Task to complete: Where the string "ExperienceForm" appears in a line of the data, show that line.

Stored data:
========================================================================

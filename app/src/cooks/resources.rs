use actix_web::{web, HttpResponse};
use log::*;
use serde::Serialize;

use infra::ids::Id;

use crate::auth::Authenticated;
use crate::error::{Error, Result};
use crate::forms::{FormData, FormErrors};
use crate::listing::{insert_page, ListParams, ListQuery};
use crate::services::{blocking, Commandable, Queryable};
use crate::templates;
use crate::{see_other, Kitchen};

use super::*;

const PREFIX: &str = "/cooks";

pub fn configure(cfg: &mut web::ServiceConfig) {
    cfg.service(
        web::scope(PREFIX)
            .route("/", web::get().to(list))
            .service(
                web::resource("/create/")
                    .route(web::get().to(create_form))
                    .route(web::post().to(create)),
            )
            .route("/{id}/", web::get().to(detail))
            .service(
                web::resource("/{id}/update/")
                    .route(web::get().to(edit))
                    .route(web::post().to(update)),
            )
            .service(
                web::resource("/{id}/delete/")
                    .route(web::get().to(confirm_delete))
                    .route(web::post().to(delete)),
            ),
    );
}

fn list_url() -> String {
    format!("{}/", PREFIX)
}

fn render_form<F: Serialize>(
    auth: &Authenticated,
    object: Option<&Cook>,
    form: &F,
    errors: &FormErrors,
) -> Result<HttpResponse> {
    let mut context = auth.context();
    context.insert("object", &object);
    context.insert("form", form);
    context.insert("errors", errors);
    templates::render("cook_form.html", &context)
}

async fn list(
    auth: Authenticated,
    kitchen: web::Data<Kitchen>,
    params: web::Query<ListParams>,
) -> Result<HttpResponse> {
    let query = ListQuery::from_params(params.into_inner())?;
    let search = query.search_state();
    let cooks = kitchen.cooks();
    let page = blocking(move || cooks.query(ListCooks(query))).await?;

    let mut context = auth.context();
    insert_page(&mut context, "cook_list", &page, &search);
    templates::render("cook_list.html", &context)
}

async fn create_form(auth: Authenticated) -> Result<HttpResponse> {
    render_form(
        &auth,
        None,
        &CookCreationForm::default(),
        &FormErrors::default(),
    )
}

async fn create(
    auth: Authenticated,
    kitchen: web::Data<Kitchen>,
    body: web::Bytes,
) -> Result<HttpResponse> {
    let form = CookCreationForm::from_data(&FormData::parse(&body));
    let new_cook = match form.clean() {
        Ok(new_cook) => new_cook,
        Err(errors) => return render_form(&auth, None, &form, &errors),
    };

    let cooks = kitchen.cooks();
    match blocking(move || cooks.execute(CreateCook(new_cook))).await {
        Ok(id) => {
            debug!("Created cook {}", id);
            Ok(see_other(&list_url()))
        }
        Err(Error::Invalid(errors)) => render_form(&auth, None, &form, &errors),
        Err(e) => Err(e),
    }
}

async fn detail(
    auth: Authenticated,
    kitchen: web::Data<Kitchen>,
    id: web::Path<Id<Cook>>,
) -> Result<HttpResponse> {
    let id = id.into_inner();
    let cooks = kitchen.cooks();
    let cook = blocking(move || cooks.query(CookDetail(id))).await?;

    let mut context = auth.context();
    context.insert("cook", &cook);
    templates::render("cook_detail.html", &context)
}

async fn edit(
    auth: Authenticated,
    kitchen: web::Data<Kitchen>,
    id: web::Path<Id<Cook>>,
) -> Result<HttpResponse> {
    let id = id.into_inner();
    let cooks = kitchen.cooks();
    let cook = blocking(move || cooks.query(LoadCook(id))).await?;
    render_form(
        &auth,
        Some(&cook),
        &ExperienceForm::from_cook(&cook),
        &FormErrors::default(),
    )
}

async fn update(
    auth: Authenticated,
    kitchen: web::Data<Kitchen>,
    id: web::Path<Id<Cook>>,
    body: web::Bytes,
) -> Result<HttpResponse> {
    let id = id.into_inner();
    let form = ExperienceForm::from_data(&FormData::parse(&body));
    let cooks = kitchen.cooks();
    match form.clean() {
        Ok(years_of_experience) => {
            blocking(move || {
                cooks.execute(UpdateExperience {
                    id,
                    years_of_experience,
                })
            })
            .await?;
            Ok(see_other(&format!("{}/{}/", PREFIX, id)))
        }
        Err(errors) => {
            let cook = blocking(move || cooks.query(LoadCook(id))).await?;
            render_form(&auth, Some(&cook), &form, &errors)
        }
    }
}

async fn confirm_delete(
    auth: Authenticated,
    kitchen: web::Data<Kitchen>,
    id: web::Path<Id<Cook>>,
) -> Result<HttpResponse> {
    let id = id.into_inner();
    let cooks = kitchen.cooks();
    let cook = blocking(move || cooks.query(LoadCook(id))).await?;

    let mut context = auth.context();
    context.insert("object", &cook);
    templates::render("cook_confirm_delete.html", &context)
}

async fn delete(
    _auth: Authenticated,
    kitchen: web::Data<Kitchen>,
    id: web::Path<Id<Cook>>,
) -> Result<HttpResponse> {
    let id = id.into_inner();
    let cooks = kitchen.cooks();
    blocking(move || cooks.execute(DeleteCook(id))).await?;
    info!("Deleted cook {}", id);
    Ok(see_other(&list_url()))
}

========================================================================

Your solution:
        &ExperienceForm::from_cook(&cook),
    let form = ExperienceForm::from_data(&FormData::parse(&body));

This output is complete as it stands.